I’ve been kind of putting off speed work lately because it’s just not my favorite part of running. BUT, I realize in order to get faster/stronger you have to put in the work. So tonight I reluctantly hit the river loop for my first Yasso 800 workout.
What are Yasso 800’s?
- Take your marathon goal time in hours/minutes and convert this to minutes/seconds. For example, if your marathon goal is 3 hours and 10 minutes then convert that to 3 minutes and 10 seconds.
- Try to run 800 meters (approximately 1/2 mile) in your converted time (3:10 in this example).
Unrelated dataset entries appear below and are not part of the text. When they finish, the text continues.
//! Database schema definitions and SQL constants.
//!
//! This module contains all SQL table definitions, indices, and constants
//! related to the database schema for the itin itinerary system.

/// Current schema version for the database.
///
/// This version is stored in the metadata table and is used to ensure
/// compatibility between the database and the application.
pub const CURRENT_SCHEMA_VERSION: i32 = 1;

/// SQL statement to create the metadata table.
///
/// The metadata table stores key-value pairs for database configuration
/// and versioning information.
pub const CREATE_METADATA_TABLE: &str = r"
    CREATE TABLE IF NOT EXISTS metadata (
        key TEXT PRIMARY KEY NOT NULL,
        value TEXT NOT NULL
    )";

/// SQL statement to create the trips table.
///
/// Dates are stored as ISO-8601 TEXT (`YYYY-MM-DD`), which compares
/// chronologically under SQLite's lexicographic TEXT ordering.
pub const CREATE_TRIPS_TABLE: &str = r"
    CREATE TABLE IF NOT EXISTS trips (
        id INTEGER PRIMARY KEY,
        name TEXT NOT NULL,
        destination TEXT NOT NULL,
        start_date TEXT NOT NULL,
        end_date TEXT NOT NULL,
        created_at TEXT NOT NULL,
        updated_at TEXT NOT NULL
    )";

/// SQL statement to create the events table.
///
/// Events reference their trip with ON DELETE CASCADE: removing a trip is
/// the only path that permanently removes event rows. `deleted_at` carries
/// the soft-delete marker; every read filters on it being NULL.
pub const CREATE_EVENTS_TABLE: &str = r"
    CREATE TABLE IF NOT EXISTS events (
        id INTEGER PRIMARY KEY,
        trip_id INTEGER NOT NULL REFERENCES trips(id) ON DELETE CASCADE,
        category TEXT NOT NULL,
        event_date TEXT NOT NULL,
        title TEXT NOT NULL,
        location TEXT NOT NULL DEFAULT '',
        latitude REAL,
        longitude REAL,
        start_time TEXT,
        end_time TEXT,
        pinned INTEGER NOT NULL DEFAULT 0,
        position INTEGER NOT NULL,
        notes TEXT NOT NULL DEFAULT '',
        deleted_at TEXT,
        created_at TEXT NOT NULL,
        updated_at TEXT NOT NULL
    )";

/// SQL statement to create the flight details table.
///
/// One row per flight event, keyed by the event id; the row cascades away
/// with its event.
pub const CREATE_FLIGHT_DETAILS_TABLE: &str = r"
    CREATE TABLE IF NOT EXISTS flight_details (
        event_id INTEGER PRIMARY KEY REFERENCES events(id) ON DELETE CASCADE,
        airline TEXT NOT NULL DEFAULT '',
        flight_number TEXT NOT NULL DEFAULT '',
        departure_airport TEXT NOT NULL DEFAULT '',
        arrival_airport TEXT NOT NULL DEFAULT '',
        departure_terminal TEXT NOT NULL DEFAULT '',
        arrival_terminal TEXT NOT NULL DEFAULT '',
        departure_gate TEXT NOT NULL DEFAULT '',
        arrival_gate TEXT NOT NULL DEFAULT '',
        booking_reference TEXT NOT NULL DEFAULT ''
    )";

/// SQL statement to create the lodging details table.
pub const CREATE_LODGING_DETAILS_TABLE: &str = r"
    CREATE TABLE IF NOT EXISTS lodging_details (
        event_id INTEGER PRIMARY KEY REFERENCES events(id) ON DELETE CASCADE,
        check_in TEXT,
        check_out TEXT,
        booking_reference TEXT NOT NULL DEFAULT ''
    )";

/// SQL statement to create the transit details table.
pub const CREATE_TRANSIT_DETAILS_TABLE: &str = r"
    CREATE TABLE IF NOT EXISTS transit_details (
        event_id INTEGER PRIMARY KEY REFERENCES events(id) ON DELETE CASCADE,
        origin TEXT NOT NULL DEFAULT '',
        destination TEXT NOT NULL DEFAULT '',
        transport_mode TEXT NOT NULL DEFAULT ''
    )";

/// SQL statement to create the (trip, date) index on events.
///
/// This index backs the per-day list, position assignment, and the
/// out-of-range grouped counts used by the trip shrink guard.
pub const CREATE_EVENTS_TRIP_DATE_INDEX: &str =
    "CREATE INDEX IF NOT EXISTS idx_events_trip_date ON events(trip_id, event_date)";

/// SQL statement to create the (trip, `start_time`) index on events.
///
/// This index backs reorder's start-ordered load and the last-event query.
pub const CREATE_EVENTS_TRIP_START_INDEX: &str =
    "CREATE INDEX IF NOT EXISTS idx_events_trip_start ON events(trip_id, start_time)";

/// SQL statement to select the schema version from the metadata table.
pub const SELECT_SCHEMA_VERSION: &str = "SELECT value FROM metadata WHERE key = 'schema_version'";

/// SQL statement to insert or update the schema version in the metadata table.
pub const INSERT_SCHEMA_VERSION: &str =
    "INSERT OR REPLACE INTO metadata (key, value) VALUES ('schema_version', ?)";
- Recover after each 800 by jogging or walking for the same amount of time (again, 3:10 in this example). (Source)
My training plan called for the following:
- 1 easy mile warm-up
- 800 x5 @4:55 with 1 min rest between
- 1 easy mile cool down
| 1 mile warm-up | 10:14:50 |
| 800 M | 4:30:76 |
| 1:00 | REST |
| 800 M | 4:35:60 |
| 1:00 | REST |
| 800 M | 4:34:67 |
| 1:00 | REST |
| 800 M | 4:33:10 |
| 1:00 | REST |
| 800 M | 4:33:27 |
| 1:00 | REST |
| 1 mile cool down | 10:16:92 |
As mentioned in this post, my ultimate goal is sub-4:50 at the Detroit Free Press marathon. So, seeing that I was able to run my 800’s in 4:35ish made me feel pretty damn good!
Also, I realized after I started typing this post that I did the Yasso’s a bit wrong (should have done an easy jog of the same time between 800’s) so I will correct that next week.
The best thing about today’s run, though, was the consistency. I am not the greatest pacer and I tend to have very uneven splits, so I was happy to see this! And it was fun!